Stored items
//! SQLite store.
//!
//! Two tables:
//! - `messages`: one row per message, `iid` gives insertion order per thread
//! - `summaries`: one row per thread holding its rolling summary
//!
//! Messages are stored as their JSON encoding so tool-call descriptors and
//! metadata come back intact.

use async_trait::async_trait;
use citycode_core::error::MemoryError;
use citycode_core::memory::MemoryStore;
use citycode_core::message::Message;
use sqlx::sqlite::{SqliteConnectOptions, SqliteJournalMode, SqlitePoolOptions, SqliteSynchronous};
use sqlx::{Row, SqlitePool};
use std::str::FromStr;
use tracing::{debug, info};

pub struct SqliteStore {
    pool: SqlitePool,
}

impl SqliteStore {
    /// Open a database from a URL such as `sqlite://path/to/file.db`.
    ///
    /// Tables are created automatically. `"sqlite::memory:"` gives an
    /// ephemeral database on a single connection (useful for tests).
    pub async fn new(url: &str) -> Result<Self, MemoryError> {
        let options = SqliteConnectOptions::from_str(url)
            .map_err(|e| MemoryError::Storage(format!("Invalid SQLite path: {e}")))?
            .create_if_missing(true)
            .journal_mode(SqliteJournalMode::Wal)
            .synchronous(SqliteSynchronous::Normal);

        // Every connection to :memory: is a separate database.
        let max_connections = if url.contains(":memory:") { 1 } else { 4 };

        let pool = SqlitePoolOptions::new()
            .max_connections(max_connections)
            .connect_with(options)
            .await
            .map_err(|e| MemoryError::Storage(format!("Failed to open SQLite: {e}")))?;

        let store = Self { pool };
        store.run_migrations().await?;
        info!("SQLite memory store initialized at {url}");
        Ok(store)
    }

    async fn run_migrations(&self) -> Result<(), MemoryError> {
        sqlx::query(
            r#"
            CREATE TABLE IF NOT EXISTS messages (
                iid        INTEGER PRIMARY KEY AUTOINCREMENT,
                thread_id  TEXT NOT NULL,
                role       TEXT NOT NULL,
                body       TEXT NOT NULL,
                created_at TEXT NOT NULL
            )
            "#,
        )
        .execute(&self.pool)
        .await
        .map_err(|e| MemoryError::MigrationFailed(format!("messages table: {e}")))?;

        sqlx::query(
            r#"
            CREATE TABLE IF NOT EXISTS summaries (
                thread_id  TEXT PRIMARY KEY,
                summary    TEXT NOT NULL,
                updated_at TEXT NOT NULL
            )
            "#,
        )
        .execute(&self.pool)
        .await
        .map_err(|e| MemoryError::MigrationFailed(format!("summaries table: {e}")))?;

        sqlx::query("CREATE INDEX IF NOT EXISTS idx_messages_thread ON messages(thread_id, iid)")
            .execute(&self.pool)
            .await
            .map_err(|e| MemoryError::MigrationFailed(format!("thread index: {e}")))?;

        debug!("SQLite migrations complete");
        Ok(())
    }

    fn row_to_message(row: &sqlx::sqlite::SqliteRow) -> Result<Message, MemoryError> {
        let body: String = row
            .try_get("body")
            .map_err(|e| MemoryError::QueryFailed(format!("body column: {e}")))?;
        serde_json::from_str(&body)
            .map_err(|e| MemoryError::QueryFailed(format!("corrupt message row: {e}")))
    }
}

#[async_trait]
impl MemoryStore for SqliteStore {
    fn name(&self) -> &str {
        "sqlite"
    }

    async fn append(&self, thread_id: &str, message: Message) -> Result<(), MemoryError> {
        let body = serde_json::to_string(&message)
            .map_err(|e| MemoryError::Storage(format!("Failed to serialize message: {e}")))?;
        sqlx::query("INSERT INTO messages (thread_id, role, body, created_at) VALUES (?, ?, ?, ?)")
            .bind(thread_id)
            .bind(message.role.as_str())
            .bind(body)
            .bind(message.timestamp.to_rfc3339())
            .execute(&self.pool)
            .await
            .map_err(|e| MemoryError::Storage(format!("insert message: {e}")))?;
        Ok(())
    }

    async fn last_events(&self, thread_id: &str, n: usize) -> Result<Vec<Message>, MemoryError> {
        let rows = sqlx::query(
            r#"
            SELECT body FROM (
                SELECT iid, body FROM messages
                WHERE thread_id = ?
                ORDER BY iid DESC
                LIMIT ?
            ) ORDER BY iid ASC
            "#,
        )
        .bind(thread_id)
        .bind(n as i64)
        .fetch_all(&self.pool)
        .await
        .map_err(|e| MemoryError::QueryFailed(format!("last events: {e}")))?;

        rows.iter().map(Self::row_to_message).collect()
    }

    async fn summary(&self, thread_id: &str) -> Result<String, MemoryError> {
        let row = sqlx::query("SELECT summary FROM summaries WHERE thread_id = ?")
            .bind(thread_id)
            .fetch_optional(&self.pool)
            .await
            .map_err(|e| MemoryError::QueryFailed(format!("summary: {e}")))?;
        match row {
            Some(row) => row
                .try_get("summary")
                .map_err(|e| MemoryError::QueryFailed(format!("summary column: {e}"))),
            None => Ok(String::new()),
        }
    }

    async fn update_summary(&self, thread_id: &str, summary: &str) -> Result<(), MemoryError> {
        sqlx::query(
            r#"
            INSERT INTO summaries (thread_id, summary, updated_at) VALUES (?, ?, ?)
            ON CONFLICT(thread_id) DO UPDATE SET
                summary = excluded.summary,
                updated_at = excluded.updated_at
            "#,
        )
        .bind(thread_id)
        .bind(summary)
        .bind(chrono::Utc::now().to_rfc3339())
        .execute(&self.pool)
        .await
        .map_err(|e| MemoryError::Storage(format!("update summary: {e}")))?;
        Ok(())
    }

    async fn message_count(&self, thread_id: &str) -> Result<usize, MemoryError> {
        let row = sqlx::query("SELECT COUNT(*) AS cnt FROM messages WHERE thread_id = ?")
            .bind(thread_id)
            .fetch_one(&self.pool)
            .await
            .map_err(|e| MemoryError::QueryFailed(format!("count: {e}")))?;
        let count: i64 = row
            .try_get("cnt")
            .map_err(|e| MemoryError::QueryFailed(format!("count column: {e}")))?;
        Ok(count as usize)
    }

    async fn truncate(&self, thread_id: &str, len: usize) -> Result<(), MemoryError> {
        sqlx::query(
            r#"
            DELETE FROM messages
            WHERE thread_id = ?
              AND iid NOT IN (
                  SELECT iid FROM messages WHERE thread_id = ? ORDER BY iid ASC LIMIT ?
              )
            "#,
        )
        .bind(thread_id)
        .bind(thread_id)
        .bind(len as i64)
        .execute(&self.pool)
        .await
        .map_err(|e| MemoryError::Storage(format!("truncate: {e}")))?;
        Ok(())
    }
}

#[cfg(test)]
mod tests {
    use super::*;
    use citycode_core::message::Role;

    async fn test_store() -> SqliteStore {
        SqliteStore::new("sqlite::memory:").await.unwrap()
    }

    #[tokio::test]
    async fn append_and_read_back_in_order() {
        let db = test_store().await;
        for i in 0..3 {
            db.append("t1", Message::user(format!("q{i}"))).await.unwrap();
            db.append("t1", Message::assistant(format!("a{i}"))).await.unwrap();
        }

        let recent = db.last_events("t1", 2).await.unwrap();
        assert_eq!(recent.len(), 2);
        assert_eq!(recent[0].role, Role::User);
        assert_eq!(recent[0].content, "q2");
        assert_eq!(recent[1].role, Role::Assistant);
        assert_eq!(recent[1].content, "a2");
        assert_eq!(db.message_count("t1").await.unwrap(), 6);
    }

    #[tokio::test]
    async fn threads_are_isolated() {
        let db = test_store().await;
        db.append("a", Message::user("for a")).await.unwrap();
        db.append("b", Message::user("for b")).await.unwrap();

        let a = db.last_events("a", 10).await.unwrap();
        assert_eq!(a.len(), 1);
        assert_eq!(a[0].content, "for a");
    }

    #[tokio::test]
    async fn summary_upsert() {
        let db = test_store().await;
        assert_eq!(db.summary("t").await.unwrap(), "");
        db.update_summary("t", "first").await.unwrap();
        db.update_summary("t", "second").await.unwrap();
        assert_eq!(db.summary("t").await.unwrap(), "second");
    }

    #[tokio::test]
    async fn truncate_keeps_prefix() {
        let db = test_store().await;
        for i in 0..5 {
            db.append("t", Message::user(i.to_string())).await.unwrap();
        }
        db.append("other", Message::user("keep me")).await.unwrap();

        db.truncate("t", 2).await.unwrap();
        let msgs = db.last_events("t", 10).await.unwrap();
        let contents: Vec<&str> = msgs.iter().map(|m| m.content.as_str()).collect();
        assert_eq!(contents, vec!["0", "1"]);
        assert_eq!(db.message_count("other").await.unwrap(), 1);
    }
}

Your task: Gather each line in these records that contains the string "path".

Problem solution:
    /// Open a database from a URL such as `sqlite://path/to/file.db`.
            .map_err(|e| MemoryError::Storage(format!("Invalid SQLite path: {e}")))?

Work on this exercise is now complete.